What is 'Coastal Cooking' Anyway?
Think less about a specific regional cuisine and more about an ethos. Coastal cooking is the embodiment of a vacation on a plate. It’s inspired by the seaside cafes of the Mediterranean, the breezy oyster bars of the Pacific Northwest, and the vibrant
ceviche carts of Latin America. The philosophy is simple: find the best possible ingredients—especially seafood—and do as little to them as possible. It’s a return to bright, clean flavors and textures that are refreshing rather than overwhelming. At its heart, this trend is a quiet rebellion against overly fussy, heavy food. It champions the zesty kick of lemon, the brine of an oyster, the clean finish of good olive oil, and the crispness of fresh herbs. It’s food that feels both luxurious and elemental, sophisticated and utterly unfussy.
The Allure of the Uncooked
The cornerstone of the coastal trend is the celebration of raw and barely-cooked seafood. This is where the quality of your ingredients really shines. We’re talking about crudos, where paper-thin slices of sushi-grade fish like tuna, fluke, or scallops are anointed with little more than exceptional olive oil, a sprinkle of flaky salt, and perhaps a few capers or a sliver of chili. Then there’s ceviche, the Latin American marvel where fish is 'cooked' not by heat, but by the acid in citrus juice, then tossed with onion, cilantro, and tomato. And of course, there are oysters on the half-shell, the ultimate expression of coastal simplicity. Serving them on a bed of crushed ice with a simple mignonette sauce isn't just a meal; it's an event. These dishes require no stove, keep the kitchen cool, and deliver a clean, oceanic flavor that is the pure essence of summer.
Beyond the Raw Bar
While raw preparations are central, the coastal aesthetic isn’t limited to them. The key is minimal intervention. Think simple, quickly grilled whole fish, like branzino or snapper, seasoned with salt and herbs and drizzled with lemon juice. Consider shrimp, grilled on skewers and served with a garlic-and-parsley aioli. Mussels and clams, steamed open in a broth of white wine, shallots, and garlic, served with crusty bread for dipping, also fit the bill perfectly. Even salads get a coastal makeover, featuring ingredients like shaved fennel, citrus segments, and briny olives. It’s about dishes that come together quickly, highlighting the natural goodness of their components without masking them in heavy sauces or complex techniques.
Stocking Your Coastal Pantry
Embracing this style of cooking at home is surprisingly easy because it relies on a handful of high-impact pantry staples.
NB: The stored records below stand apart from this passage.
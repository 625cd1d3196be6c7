//! # Gemini Analysis Client
//!
//! Calls the Generative Language API `generateContent` method with one inline
//! image part and the fixed food prompt, then hands the model's text to
//! [`food_parse::parse_food_records`].
//!
//! ```text
//! EncodedImage ──▶ GenerateContentRequest ──POST──▶ generateContent
//!                                                        │
//! AnalysisResult ◀── parse_food_records ◀── reply text ◀─┘
//! ```
//!
//! Failure mapping:
//!
//! | Condition | Error |
//! |-----------|-------|
//! | no API key | `Config` (raised before any request) |
//! | endpoint says the key is invalid | `Transport(InvalidCredential)` |
//! | network error, non-2xx, blocked prompt | `Transport(Request)` |
//! | 2xx with no usable reply | `Transport(Unknown)` |
//! | reply is not a valid food list | `Format` |

use async_trait::async_trait;
use food_parse::{AnalysisResult, parse_food_records};
use reqwest::StatusCode;
use serde::{Deserialize, Serialize};
use tracing::{debug, error, info, warn};

use crate::analysis::{Analyzer, FOOD_PROMPT};
use crate::config::AnalyzerConfig;
use crate::encoder::EncodedImage;
use crate::error::{CalorieError, CalorieResult, TransportErrorKind};

const API_KEY_HEADER: &str = "x-goog-api-key";
const INVALID_KEY_MARKER: &str = "API key not valid";
const INVALID_KEY_REASON: &str = "API_KEY_INVALID";

/// Request body of `models.generateContent`.
#[derive(Debug, Serialize)]
#[serde(rename_all = "camelCase")]
pub struct GenerateContentRequest {
    pub contents: Vec<Content>,
    pub generation_config: GenerationConfig,
}

#[derive(Debug, Serialize, Deserialize)]
pub struct Content {
    #[serde(default)]
    pub parts: Vec<Part>,
}

/// One part of a message: either text or inline binary data.
#[derive(Debug, Serialize, Deserialize)]
#[serde(rename_all = "camelCase")]
pub struct Part {
    #[serde(skip_serializing_if = "Option::is_none")]
    pub text: Option<String>,
    #[serde(skip_serializing_if = "Option::is_none")]
    pub inline_data: Option<InlineData>,
}

#[derive(Debug, Serialize, Deserialize)]
#[serde(rename_all = "camelCase")]
pub struct InlineData {
    pub mime_type: String,
    pub data: String,
}

#[derive(Debug, Serialize)]
#[serde(rename_all = "camelCase")]
pub struct GenerationConfig {
    pub temperature: f32,
    pub response_mime_type: String,
}

#[derive(Debug, Deserialize)]
#[serde(rename_all = "camelCase")]
struct GenerateContentResponse {
    #[serde(default)]
    candidates: Vec<Candidate>,
    prompt_feedback: Option<PromptFeedback>,
}

#[derive(Debug, Deserialize)]
#[serde(rename_all = "camelCase")]
struct Candidate {
    content: Option<Content>,
    finish_reason: Option<String>,
}

#[derive(Debug, Deserialize)]
#[serde(rename_all = "camelCase")]
struct PromptFeedback {
    block_reason: Option<String>,
}

#[derive(Debug, Deserialize)]
struct ApiErrorEnvelope {
    error: ApiError,
}

#[derive(Debug, Deserialize)]
struct ApiError {
    message: Option<String>,
    status: Option<String>,
    #[serde(default)]
    details: Vec<serde_json::Value>,
}

/// Builds the request body for one image.
pub fn build_request(image: &EncodedImage, config: &AnalyzerConfig) -> GenerateContentRequest {
    GenerateContentRequest {
        contents: vec![Content {
            parts: vec![
                Part {
                    text: None,
                    inline_data: Some(InlineData {
                        mime_type: image.media_type.as_mime().to_string(),
                        data: image.data.clone(),
                    }),
                },
                Part {
                    text: Some(FOOD_PROMPT.to_string()),
                    inline_data: None,
                },
            ],
        }],
        generation_config: GenerationConfig {
            temperature: config.temperature,
            response_mime_type: "application/json".to_string(),
        },
    }
}

/// Extracts the model's reply text from a raw HTTP response.
///
/// # Errors
///
/// Transport errors for non-success statuses, blocked prompts and replies
/// without text. The returned text itself is not validated here.
pub fn interpret_response(status: StatusCode, body: &str) -> CalorieResult<String> {
    if !status.is_success() {
        return Err(classify_failure(status, body));
    }

    let response: GenerateContentResponse = serde_json::from_str(body).map_err(|e| {
        error!(error = %e, "unreadable generateContent response");
        CalorieError::transport(
            TransportErrorKind::Unknown,
            "An unknown error occurred while analyzing the image.",
        )
    })?;

    if let Some(reason) = response
        .prompt_feedback
        .as_ref()
        .and_then(|feedback| feedback.block_reason.as_deref())
    {
        return Err(CalorieError::transport(
            TransportErrorKind::Request,
            format!("the model declined to analyze the image (blocked: {})", reason),
        ));
    }

    let candidate = response.candidates.into_iter().next();
    let finish_reason = candidate
        .as_ref()
        .and_then(|c| c.finish_reason.clone())
        .unwrap_or_default();
    let text: String = candidate
        .and_then(|c| c.content)
        .map(|content| {
            content
                .parts
                .into_iter()
                .filter_map(|part| part.text)
                .collect()
        })
        .unwrap_or_default();

    if text.trim().is_empty() {
        warn!(finish_reason = %finish_reason, "model returned no text");
        return Err(CalorieError::transport(
            TransportErrorKind::Unknown,
            "An unknown error occurred while analyzing the image.",
        ));
    }

    debug!(finish_reason = %finish_reason, reply_len = text.len(), "model reply received");
    Ok(text)
}

fn classify_failure(status: StatusCode, body: &str) -> CalorieError {
    let parsed = serde_json::from_str::<ApiErrorEnvelope>(body).ok();

    let invalid_key = parsed.as_ref().is_some_and(|envelope| {
        envelope
            .error
            .message
            .as_deref()
            .is_some_and(|m| m.contains(INVALID_KEY_MARKER))
            || envelope
                .error
                .details
                .iter()
                .any(|detail| detail.get("reason").and_then(|r| r.as_str()) == Some(INVALID_KEY_REASON))
    }) || body.contains(INVALID_KEY_MARKER);

    if invalid_key {
        warn!(status = %status, "endpoint rejected the API key");
        return CalorieError::invalid_credential();
    }

    let message = parsed
        .and_then(|envelope| {
            envelope.error.message.map(|message| match envelope.error.status {
                Some(code) => format!("{} ({})", message, code),
                None => message,
            })
        })
        .unwrap_or_else(|| {
            let trimmed = body.trim();
            if trimmed.is_empty() {
                status.to_string()
            } else {
                format!("{}: {}", status, trimmed)
            }
        });

    error!(status = %status, message = %message, "generateContent failed");
    CalorieError::transport(TransportErrorKind::Request, message)
}

/// [`Analyzer`] backed by the Gemini REST API.
#[derive(Debug, Clone)]
pub struct GeminiClient {
    http: reqwest::Client,
    config: AnalyzerConfig,
}

impl GeminiClient {
    /// Creates a client. Succeeds without an API key; the missing key is
    /// reported by [`Analyzer::preflight`] and by every `analyze` call.
    ///
    /// # Errors
    ///
    /// [`CalorieError::Config`] when the settings are out of range or the HTTP
    /// client cannot be built.
    pub fn new(config: AnalyzerConfig) -> CalorieResult<Self> {
        config
            .validate()
            .map_err(|reason| CalorieError::config("analyzer", reason))?;

        let http = reqwest::Client::builder()
            .timeout(config.timeout())
            .build()
            .map_err(|e| CalorieError::config("http_client", e.to_string()))?;

        Ok(Self { http, config })
    }

    pub fn config(&self) -> &AnalyzerConfig {
        &self.config
    }

    /// Full URL of the `generateContent` method for the configured model.
    pub fn url(&self) -> String {
        format!(
            "{}/v1beta/models/{}:generateContent",
            self.config.endpoint.trim_end_matches('/'),
            self.config.model
        )
    }
}

#[async_trait]
impl Analyzer for GeminiClient {
    fn preflight(&self) -> CalorieResult<()> {
        self.config.credential().map(|_| ())
    }

    async fn analyze(&self, image: &EncodedImage) -> CalorieResult<AnalysisResult> {
        let api_key = self.config.credential()?;
        let request = build_request(image, &self.config);

        info!(
            model = %self.config.model,
            media_type = %image.media_type,
            payload_len = image.payload_len(),
            "sending image for analysis"
        );

        let response = self
            .http
            .post(self.url())
            .header(API_KEY_HEADER, api_key)
            .json(&request)
            .send()
            .await?;

        let status = response.status();
        let body = response.text().await?;
        let reply = interpret_response(status, &body)?;

        let records = parse_food_records(&reply).map_err(|e| {
            error!(error = %e, reply = %reply, "model reply failed validation");
            CalorieError::format(e)
        })?;

        let result = AnalysisResult::from_records(records);
        info!(
            items = result.len(),
            total_calories = result.total_calories(),
            "analysis complete"
        );
        Ok(result)
    }
}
The first rule is to buy the best fish you can find and afford; a good fishmonger is your new best friend. Beyond that, a well-stocked coastal pantry includes: a bottle of fantastic, fruity extra-virgin olive oil; flaky sea salt (like Maldon) for finishing; a big bag of lemons for squeezing over everything; fresh, tender herbs like parsley, dill, and cilantro; and high-quality tinned fish, like Spanish tuna or sardines, which can be turned into an elegant appetizer in seconds. A jar of capers, some good vinegar, and a fresh baguette are the finishing touches. With these basics on hand, a chic, coastal-inspired meal is never more than a few minutes away.
It's a Vibe, Not Just a Recipe
Finally, the coastal trend is as much about atmosphere as it is about food. It’s about creating a feeling of relaxed, shoreside elegance. Serve your crudo on chilled plates to keep it perfectly cool. Use linen napkins to add a touch of rustic sophistication. Pour a crisp, cold white wine like a Sauvignon Blanc, Pinot Grigio, or a dry rosé. The beauty of these meals is that they encourage slow, communal eating. A platter of oysters or a bowl of ceviche invites guests to gather, share, and linger. It’s the antithesis of a formal, plated dinner, offering a breezy, informal style of hosting that feels perfectly suited to the long, warm evenings of summer.